I have had many dogs as an adult, one, two or three at a time, and horses were my passion for years. With each addition of a puppy or needy dog, or a horse we saved from the “killer traders” (horse meat was a prized commodity at the time in Europe, and horses going through auctions most of the time wound up as meat instead of a working or pleasure horse), I learned each animal brought with it it’s own needs and a lot of added work. Funny how light that work seemed, because there was a peace and balance to it that made even the feeding and grooming, exercising and cleaning, that having a 20 stall boarding stable entails easy.

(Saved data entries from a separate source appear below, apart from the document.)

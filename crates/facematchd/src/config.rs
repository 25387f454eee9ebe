use facematch_core::{Metric, ModelPaths};
use serde::Deserialize;
use std::net::SocketAddr;
use std::path::{Path, PathBuf};
use thiserror::Error;

const DEFAULT_BIND: &str = "0.0.0.0:5000";
const DEFAULT_REFERENCE_DIR: &str = "reference_images";
const DEFAULT_MAX_UPLOAD_BYTES: usize = 16 * 1024 * 1024;
const DEFAULT_INTRA_THREADS: usize = 2;

#[derive(Error, Debug)]
pub enum ConfigError {
    #[error("cannot read config file {path}: {source}")]
    Read {
        path: PathBuf,
        #[source]
        source: std::io::Error,
    },
    #[error("invalid config file {path}: {source}")]
    Parse {
        path: PathBuf,
        #[source]
        source: toml::de::Error,
    },
    #[error("invalid bind address {0:?}")]
    InvalidBind(String),
}

/// Optional TOML overlay; every key may be omitted.
#[derive(Debug, Default, Deserialize)]
#[serde(default, deny_unknown_fields)]
struct FileConfig {
    bind: Option<String>,
    model_dir: Option<PathBuf>,
    reference_dir: Option<PathBuf>,
    metric: Option<Metric>,
    threshold: Option<f32>,
    max_upload_bytes: Option<usize>,
    intra_threads: Option<usize>,
}

/// Daemon configuration.
#[derive(Debug, Clone)]
pub struct Config {
    /// Address the HTTP listener binds to (default: 0.0.0.0:5000).
    pub bind: SocketAddr,
    /// Directory containing ONNX model files.
    pub model_dir: PathBuf,
    /// Directory scanned once at startup for reference images.
    pub reference_dir: PathBuf,
    /// Embedding comparison metric.
    pub metric: Metric,
    /// Match threshold, interpreted according to `metric`.
    pub threshold: f32,
    /// Largest accepted request body.
    pub max_upload_bytes: usize,
    /// ONNX Runtime intra-op threads per session.
    pub intra_threads: usize,
}

impl Config {
    /// Load from `FACEMATCH_*` environment variables, layered over the TOML
    /// file named by `FACEMATCH_CONFIG` when set.
    pub fn from_env() -> Result<Self, ConfigError> {
        Self::from_lookup(|key| std::env::var(key).ok())
    }

    fn from_lookup(lookup: impl Fn(&str) -> Option<String>) -> Result<Self, ConfigError> {
        let file = match lookup("FACEMATCH_CONFIG") {
            Some(path) => read_file(Path::new(&path))?,
            None => FileConfig::default(),
        };

        let bind_str = lookup("FACEMATCH_BIND")
            .or(file.bind)
            .unwrap_or_else(|| DEFAULT_BIND.to_string());
        let bind = bind_str
            .parse()
            .map_err(|_| ConfigError::InvalidBind(bind_str.clone()))?;

        let metric = parsed(&lookup, "FACEMATCH_METRIC")
            .or(file.metric)
            .unwrap_or(Metric::Cosine);

        Ok(Self {
            bind,
            model_dir: lookup("FACEMATCH_MODEL_DIR")
                .map(PathBuf::from)
                .or(file.model_dir)
                .unwrap_or_else(facematch_core::default_model_dir),
            reference_dir: lookup("FACEMATCH_REFERENCE_DIR")
                .map(PathBuf::from)
                .or(file.reference_dir)
                .unwrap_or_else(|| PathBuf::from(DEFAULT_REFERENCE_DIR)),
            metric,
            threshold: parsed(&lookup, "FACEMATCH_THRESHOLD")
                .or(file.threshold)
                .unwrap_or_else(|| metric.default_threshold()),
            max_upload_bytes: parsed(&lookup, "FACEMATCH_MAX_UPLOAD_BYTES")
                .or(file.max_upload_bytes)
                .unwrap_or(DEFAULT_MAX_UPLOAD_BYTES),
            intra_threads: parsed(&lookup, "FACEMATCH_INTRA_THREADS")
                .or(file.intra_threads)
                .unwrap_or(DEFAULT_INTRA_THREADS),
        })
    }

    pub fn model_paths(&self) -> ModelPaths {
        ModelPaths::in_dir(&self.model_dir)
    }
}

fn read_file(path: &Path) -> Result<FileConfig, ConfigError> {
    let text = std::fs::read_to_string(path).map_err(|source| ConfigError::Read {
        path: path.to_path_buf(),
        source,
    })?;
    toml::from_str(&text).map_err(|source| ConfigError::Parse {
        path: path.to_path_buf(),
        source,
    })
}

/// Parse an environment value, ignoring (with a warning) values that do not parse.
fn parsed<T: std::str::FromStr>(lookup: &impl Fn(&str) -> Option<String>, key: &str) -> Option<T> {
    let raw = lookup(key)?;
    match raw.parse() {
        Ok(v) => Some(v),
        Err(_) => {
            tracing::warn!(key, value = %raw, "ignoring unparseable setting");
            None
        }
    }
}

#[cfg(test)]
mod tests {
    use super::*;
    use std::collections::HashMap;

    fn lookup_from(pairs: &[(&str, &str)]) -> impl Fn(&str) -> Option<String> {
        let map: HashMap<String, String> =
            pairs.iter().map(|(k, v)| (k.to_string(), v.to_string())).collect();
        move |key: &str| map.get(key).cloned()
    }

    #[test]
    fn test_defaults() {
        let config = Config::from_lookup(lookup_from(&[])).unwrap();
        assert_eq!(config.bind, "0.0.0.0:5000".parse::<SocketAddr>().unwrap());
        assert_eq!(config.reference_dir, PathBuf::from("reference_images"));
        assert_eq!(config.metric, Metric::Cosine);
        assert!((config.threshold - 0.40).abs() < 1e-6);
        assert_eq!(config.max_upload_bytes, 16 * 1024 * 1024);
        assert!(config.model_dir.ends_with("facematch/models"));
    }

    #[test]
    fn test_euclidean_metric_uses_its_own_default_threshold() {
        let config = Config::from_lookup(lookup_from(&[("FACEMATCH_METRIC", "euclidean")])).unwrap();
        assert_eq!(config.metric, Metric::Euclidean);
        assert!((config.threshold - 1.10).abs() < 1e-6);
    }

    #[test]
    fn test_unparseable_values_fall_back() {
        let config = Config::from_lookup(lookup_from(&[
            ("FACEMATCH_THRESHOLD", "high"),
            ("FACEMATCH_METRIC", "hamming"),
        ]))
        .unwrap();
        assert_eq!(config.metric, Metric::Cosine);
        assert!((config.threshold - 0.40).abs() < 1e-6);
    }

    #[test]
    fn test_invalid_bind_is_an_error() {
        let err = Config::from_lookup(lookup_from(&[("FACEMATCH_BIND", "nowhere")])).unwrap_err();
        assert!(matches!(err, ConfigError::InvalidBind(_)));
    }

    #[test]
    fn test_file_values_are_overridden_by_env() {
        let dir = tempfile::tempdir().unwrap();
        let path = dir.path().join("facematch.toml");
        std::fs::write(
            &path,
            "bind = \"127.0.0.1:8080\"\nreference_dir = \"/srv/faces\"\nmetric = \"euclidean\"\nthreshold = 0.9\n",
        )
        .unwrap();
        let path_str = path.to_string_lossy().into_owned();

        let config = Config::from_lookup(lookup_from(&[
            ("FACEMATCH_CONFIG", path_str.as_str()),
            ("FACEMATCH_THRESHOLD", "0.7"),
        ]))
        .unwrap();
        assert_eq!(config.bind.port(), 8080);
        assert_eq!(config.reference_dir, PathBuf::from("/srv/faces"));
        assert_eq!(config.metric, Metric::Euclidean);
        assert!((config.threshold - 0.7).abs() < 1e-6);
    }

    #[test]
    fn test_unknown_file_key_is_rejected() {
        let dir = tempfile::tempdir().unwrap();
        let path = dir.path().join("facematch.toml");
        std::fs::write(&path, "port = 1\n").unwrap();
        let path_str = path.to_string_lossy().into_owned();

        let err = Config::from_lookup(lookup_from(&[("FACEMATCH_CONFIG", path_str.as_str())])).unwrap_err();
        assert!(matches!(err, ConfigError::Parse { .. }));
    }
}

Life changes, career paths change, venues change, loved ones scatter, and in the blink of an eye years are but memories. But in the best of those years and this year too, there is the love of animals in my life that brings a quiet corner of unconditional love and joy that reminds me of the words of Lao Tzu :
“I have just three things to teach
Simplicity, Patience, Compassion.
These three are your greatest treasures.
Simple in actions and in thoughts,
You return to the source of being.
Patient with both friends and enemies,
You accord with the way things are.
Compassionate toward yourself,
You reconcile all beings in the world.”
I was reminded of all this by watching my son. He was badly injured in an accident 2 years ago, and his rehabilitation has been slow and sporadic. Recently he bought a sheep (he’s always chosen the beat of his own drummer). After naming his sheep “Jack”, he started spending many hours out of doors daily talking to his new friend and building trust between them. He’s taught Jack to walk on a lead and they go to the park every day. Jack stands at the back fence “talking” and waiting for my son to come out at their appointed time.
Watching the bond build between them, and the honest pleasure they take in each other’s company is great. Greatest yet, is to see how much improvement has come about in my son’s attitude and rehab.. Animals, unconditional love and joy,
brought about simply, with patience and compassion.